In Nigeria, the corporate governance regime is largely divided into general legislation and sector specific laws and codes. With the collapse of major corporations as mentioned earlier, the Securities and Exchange Commission and the Corporate Affairs Commission set up a committee in 2000 to investigate the issue of corporate governance in public companies, which led to the eventual issuance of the Code of Corporate Governance for Public Companies. The Companies and Allied Matters Act (CAMA)2020, the Investment and Securities Act (ISA)2007 and the Financial Reporting Council of Nigeria Act 2011, all apply generally and make provisions on the framework for the regulation and operation of Nigerian companies. Other sector specific regulations include: Code of Corporate Governance for Public Companies, the Code of Corporate Governance for Banks and Discount Houses, Code of Corporate Governance for Financial institutions in Nigeria and the Securities and Exchange Commission rules. All of these regulations make provision as to the size and qualification of the company's board of directors and members of senior management, to ensure that the persons directing and controlling the company have the necessary qualifications to properly manage the company considering the scale and complexity of the company's operations and projects. These codes also tend to set tenure limits on persons serving on the company's board to ensure that the members are periodically rotated. Another key provision which is a common theme in codes of corporate governance is the establishment of a whistle blowing framework for persons to report any fraudulent or illegal behavior and activity. This is particularly important as many of the biggest failures of corporations have been as a result of the failures of the company's reporting policies, fraudulent accounting and reporting policies. Lastly, the codes mandate the company to carry out an annual board evaluation led by an independent consultant. The evaluation report focuses on the performance of the board within the year in review, the performance of the board committees, regulatory issues and so on.

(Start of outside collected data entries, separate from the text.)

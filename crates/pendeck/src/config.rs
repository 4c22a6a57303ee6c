//! Persistent JSON configuration store.
//!
//! One document on disk (`config.json`, or `$PENDECK_CONFIG`). Built-in
//! defaults are deep-merged underneath whatever the user wrote, so every
//! key the runtime reads is always present.
//!
//! Saves are read-merge-write: the document on disk is re-read and the
//! in-memory document merged over it before writing. A second process
//! (for example a companion network service) editing the same file
//! therefore loses at most the keys both sides touched; last writer wins.

use std::fs;
use std::path::{Path, PathBuf};
use std::sync::{Arc, PoisonError, RwLock, RwLockReadGuard, RwLockWriteGuard};
use std::time::Duration;

use serde::{Deserialize, Serialize};
use serde_json::{json, Map, Value};
use thiserror_no_std::Error;

/// Environment variable that overrides the config file location.
pub const CONFIG_ENV: &str = "PENDECK_CONFIG";

/// Config file used when [`CONFIG_ENV`] is unset.
pub const DEFAULT_CONFIG_FILE: &str = "config.json";

const DEFAULT_SCAN_TIMEOUT_SECS: u64 = 300;
const DEFAULT_MAX_RESULTS: usize = 100;
const DEFAULT_RESULTS_DIR: &str = "results";
const DEFAULT_LOG_LEVEL: &str = "INFO";

/// Configuration errors
#[derive(Debug, Error)]
pub enum ConfigError {
    /// Reading or writing the file failed
    #[error("config file I/O failed: {0}")]
    Io(#[from] std::io::Error),
    /// The document is not valid JSON (or not the expected shape)
    #[error("config JSON invalid: {0}")]
    Json(#[from] serde_json::Error),
    /// A dot path was empty or ran through a non-object value
    #[error("invalid config path `{0}`")]
    InvalidPath(String),
}

/// A saved WiFi network entry (`wifi_networks[]`).
#[derive(Debug, Clone, PartialEq, Eq, Serialize, Deserialize)]
pub struct WifiNetwork {
    /// Network name
    pub ssid: String,
    /// Pre-shared key
    #[serde(default)]
    pub password: String,
    /// Higher is preferred
    #[serde(default = "default_priority")]
    pub priority: i64,
}

fn default_priority() -> i64 {
    1
}

/// The built-in configuration document.
pub fn defaults() -> Value {
    json!({
        "wifi_networks": [],
        "tools": {
            "nmap": {
                "quick_scan": "nmap -T4 -F {target}",
                "aggressive_scan": "nmap -A -T4 {target}",
                "version_scan": "nmap -sV {target}",
                "stealth_scan": "nmap -sS -T2 {target}"
            },
            "nikto": {
                "basic_scan": "nikto -h {target}",
                "ssl_scan": "nikto -h {target} -ssl"
            },
            "bettercap": {
                "network_discovery": "bettercap -eval 'net.probe on; net.show'",
                "arp_spoof": "bettercap -T {target}"
            },
            "aircrack": {
                "monitor_mode": "airmon-ng start wlan0",
                "capture": "airodump-ng wlan0mon"
            }
        },
        "display": {
            "brightness": 128,
            "contrast": 128,
            "scroll_speed": 2
        },
        "system": {
            "log_level": DEFAULT_LOG_LEVEL,
            "auto_save_results": true,
            "results_directory": DEFAULT_RESULTS_DIR,
            "max_results_files": DEFAULT_MAX_RESULTS
        },
        "advanced": {
            "scan_timeout_seconds": DEFAULT_SCAN_TIMEOUT_SECS
        }
    })
}

/// Recursively merge `overlay` into `base`. Objects merge key by key;
/// anything else in `overlay` replaces what `base` had.
pub fn merge(base: &mut Value, overlay: Value) {
    match (base, overlay) {
        (Value::Object(base), Value::Object(overlay)) => {
            for (key, value) in overlay {
                match base.get_mut(&key) {
                    Some(existing) if existing.is_object() && value.is_object() => {
                        merge(existing, value);
                    }
                    _ => {
                        base.insert(key, value);
                    }
                }
            }
        }
        (base, overlay) => *base = overlay,
    }
}

fn split_path(path: &str) -> Result<Vec<&str>, ConfigError> {
    let keys: Vec<&str> = path.split('.').collect();
    if keys.iter().any(|k| k.is_empty()) {
        return Err(ConfigError::InvalidPath(path.to_string()));
    }
    Ok(keys)
}

/// The configuration document plus the file it lives in.
#[derive(Debug, Clone)]
pub struct ConfigStore {
    path: PathBuf,
    doc: Value,
}

/// A store shared between the runtime's collaborators.
pub type SharedConfig = Arc<RwLock<ConfigStore>>;

impl ConfigStore {
    /// Load `path`, merged over the defaults.
    ///
    /// A missing file is created with the defaults. A file that cannot be
    /// parsed is left alone and the defaults are used in memory.
    pub fn load(path: impl Into<PathBuf>) -> Self {
        let path = path.into();
        let mut doc = defaults();
        match read_document(&path) {
            Ok(Some(user)) => merge(&mut doc, user),
            Ok(None) => {
                let store = Self { path, doc };
                if let Err(e) = store.write(false) {
                    tracing::warn!("could not write default config to {}: {e}", store.path.display());
                } else {
                    tracing::info!("created default config at {}", store.path.display());
                }
                return store;
            }
            Err(e) => {
                tracing::error!("error loading config {}: {e}; using defaults", path.display());
            }
        }
        Self { path, doc }
    }

    /// Load from `$PENDECK_CONFIG`, falling back to `config.json`.
    pub fn from_env() -> Self {
        let path = std::env::var_os(CONFIG_ENV)
            .map_or_else(|| PathBuf::from(DEFAULT_CONFIG_FILE), PathBuf::from);
        Self::load(path)
    }

    /// Wrap for sharing between collaborators.
    pub fn shared(self) -> SharedConfig {
        Arc::new(RwLock::new(self))
    }

    /// File backing this store
    pub fn path(&self) -> &Path {
        &self.path
    }

    /// The whole merged document
    pub fn document(&self) -> &Value {
        &self.doc
    }

    // -----------------------------------------------------------------------
    // Dot-path access
    // -----------------------------------------------------------------------

    /// Value at a dot path such as `system.results_directory`.
    pub fn get(&self, path: &str) -> Option<&Value> {
        let keys = split_path(path).ok()?;
        keys.iter().try_fold(&self.doc, |node, key| node.get(*key))
    }

    /// Set the value at a dot path, creating intermediate objects, then save.
    pub fn set(&mut self, path: &str, value: Value) -> Result<(), ConfigError> {
        let keys = split_path(path)?;
        let Some((last, parents)) = keys.split_last() else {
            return Err(ConfigError::InvalidPath(path.to_string()));
        };
        let mut node = &mut self.doc;
        for key in parents {
            let Value::Object(map) = node else {
                return Err(ConfigError::InvalidPath(path.to_string()));
            };
            node = map
                .entry((*key).to_string())
                .or_insert_with(|| Value::Object(Map::new()));
        }
        let Value::Object(map) = node else {
            return Err(ConfigError::InvalidPath(path.to_string()));
        };
        map.insert((*last).to_string(), value);
        self.save()
    }

    fn get_str(&self, path: &str) -> Option<&str> {
        self.get(path).and_then(Value::as_str)
    }

    fn get_u64(&self, path: &str) -> Option<u64> {
        self.get(path).and_then(Value::as_u64)
    }

    // -----------------------------------------------------------------------
    // Persistence
    // -----------------------------------------------------------------------

    /// Read-merge-write the document to disk.
    pub fn save(&self) -> Result<(), ConfigError> {
        self.write(true)
    }

    fn write(&self, merge_disk: bool) -> Result<(), ConfigError> {
        let mut out = match read_document(&self.path) {
            Ok(Some(disk)) if merge_disk => disk,
            _ => Value::Object(Map::new()),
        };
        merge(&mut out, self.doc.clone());
        write_document(&self.path, &out)
    }

    /// Replace everything with the defaults and overwrite the file.
    pub fn reset_to_defaults(&mut self) -> Result<(), ConfigError> {
        self.doc = defaults();
        self.write(false)
    }

    /// Write the current document to another file.
    pub fn export_to(&self, path: &Path) -> Result<(), ConfigError> {
        write_document(path, &self.doc)
    }

    /// Replace the document with `path` merged over the defaults, then save.
    pub fn import_from(&mut self, path: &Path) -> Result<(), ConfigError> {
        let imported: Value = serde_json::from_str(&fs::read_to_string(path)?)?;
        let mut doc = defaults();
        merge(&mut doc, imported);
        self.doc = doc;
        self.write(false)
    }

    // -----------------------------------------------------------------------
    // Typed accessors
    // -----------------------------------------------------------------------

    /// Template for `tools.<tool>.<preset>`
    pub fn tool_command(&self, tool: &str, preset: &str) -> Option<String> {
        self.doc
            .get("tools")
            .and_then(|t| t.get(tool))
            .and_then(|t| t.get(preset))
            .and_then(Value::as_str)
            .map(str::to_string)
    }

    /// All `(preset, template)` pairs for a tool
    pub fn tool_commands(&self, tool: &str) -> Vec<(String, String)> {
        self.doc
            .get("tools")
            .and_then(|t| t.get(tool))
            .and_then(Value::as_object)
            .map(|presets| {
                presets
                    .iter()
                    .filter_map(|(k, v)| v.as_str().map(|s| (k.clone(), s.to_string())))
                    .collect()
            })
            .unwrap_or_default()
    }

    /// Store a template under `tools.<tool>.<preset>`.
    pub fn set_tool_command(&mut self, tool: &str, preset: &str, template: &str) -> Result<(), ConfigError> {
        if tool.contains('.') || preset.contains('.') {
            return Err(ConfigError::InvalidPath(format!("tools.{tool}.{preset}")));
        }
        self.set(&format!("tools.{tool}.{preset}"), Value::String(template.to_string()))
    }

    /// Saved networks in file order. Malformed entries are skipped.
    pub fn wifi_networks(&self) -> Vec<WifiNetwork> {
        self.doc
            .get("wifi_networks")
            .and_then(Value::as_array)
            .map(|entries| {
                entries
                    .iter()
                    .filter_map(|e| serde_json::from_value(e.clone()).ok())
                    .collect()
            })
            .unwrap_or_default()
    }

    /// Add a network, or update password and priority of an existing SSID.
    pub fn add_wifi_network(&mut self, ssid: &str, password: &str, priority: i64) -> Result<(), ConfigError> {
        let mut networks = self.wifi_networks();
        match networks.iter_mut().find(|n| n.ssid == ssid) {
            Some(existing) => {
                existing.password = password.to_string();
                existing.priority = priority;
            }
            None => networks.push(WifiNetwork {
                ssid: ssid.to_string(),
                password: password.to_string(),
                priority,
            }),
        }
        self.put_networks(&networks)
    }

    /// Remove a network by SSID. Returns whether anything was removed.
    pub fn remove_wifi_network(&mut self, ssid: &str) -> Result<bool, ConfigError> {
        let mut networks = self.wifi_networks();
        let before = networks.len();
        networks.retain(|n| n.ssid != ssid);
        let removed = networks.len() != before;
        self.put_networks(&networks)?;
        Ok(removed)
    }

    fn put_networks(&mut self, networks: &[WifiNetwork]) -> Result<(), ConfigError> {
        let value = serde_json::to_value(networks)?;
        self.set("wifi_networks", value)
    }

    /// Bound for external tool commands
    pub fn scan_timeout(&self) -> Duration {
        Duration::from_secs(
            self.get_u64("advanced.scan_timeout_seconds")
                .unwrap_or(DEFAULT_SCAN_TIMEOUT_SECS),
        )
    }

    /// Store a new bound for external tool commands, in whole seconds.
    pub fn set_scan_timeout(&mut self, seconds: u64) -> Result<(), ConfigError> {
        self.set("advanced.scan_timeout_seconds", Value::from(seconds))
    }

    /// Directory for saved tool output
    pub fn results_dir(&self) -> PathBuf {
        PathBuf::from(
            self.get_str("system.results_directory")
                .unwrap_or(DEFAULT_RESULTS_DIR),
        )
    }

    /// Result files kept after pruning
    pub fn max_results_files(&self) -> usize {
        self.get_u64("system.max_results_files")
            .and_then(|n| usize::try_from(n).ok())
            .unwrap_or(DEFAULT_MAX_RESULTS)
    }

    /// Whether tool output is written to the results directory
    pub fn auto_save_results(&self) -> bool {
        self.get("system.auto_save_results")
            .and_then(Value::as_bool)
            .unwrap_or(true)
    }

    /// Configured log level name (`DEBUG`, `INFO`, `WARNING`, `ERROR`)
    pub fn log_level(&self) -> String {
        self.get_str("system.log_level")
            .unwrap_or(DEFAULT_LOG_LEVEL)
            .to_string()
    }
}

/// `Ok(None)` when the file does not exist.
fn read_document(path: &Path) -> Result<Option<Value>, ConfigError> {
    match fs::read_to_string(path) {
        Ok(text) => Ok(Some(serde_json::from_str(&text)?)),
        Err(e) if e.kind() == std::io::ErrorKind::NotFound => Ok(None),
        Err(e) => Err(e.into()),
    }
}

fn write_document(path: &Path, doc: &Value) -> Result<(), ConfigError> {
    if let Some(parent) = path.parent().filter(|p| !p.as_os_str().is_empty()) {
        fs::create_dir_all(parent)?;
    }
    fs::write(path, serde_json::to_string_pretty(doc)?)?;
    Ok(())
}

/// Read access that survives a poisoned lock.
pub fn read(config: &SharedConfig) -> RwLockReadGuard<'_, ConfigStore> {
    config.read().unwrap_or_else(PoisonError::into_inner)
}

/// Write access that survives a poisoned lock.
pub fn write(config: &SharedConfig) -> RwLockWriteGuard<'_, ConfigStore> {
    config.write().unwrap_or_else(PoisonError::into_inner)
}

In determining whether a company is practicing good corporate governance, certain pertinent areas of the company's operations have to be examined. These areas include, but are not limited to the compensation policy, risk management, policies on conflict of interest, board qualification and the frequency of both internal and external audits of the company. Good corporate governance is a key element to sustainability of any company. It is a system of checks and balance which enhances the value of the company to investors. It helps to promote investor confidence, minimise risk and corruption, and also aids the adoption of ethical business practices which in turn lead to financial viability. In conclusion, every company that wants to practice good corporate governance must ensure that its people, processes, performance and purpose align with the company's vision and adhere to provisions of the principles and regulations on corporate governance.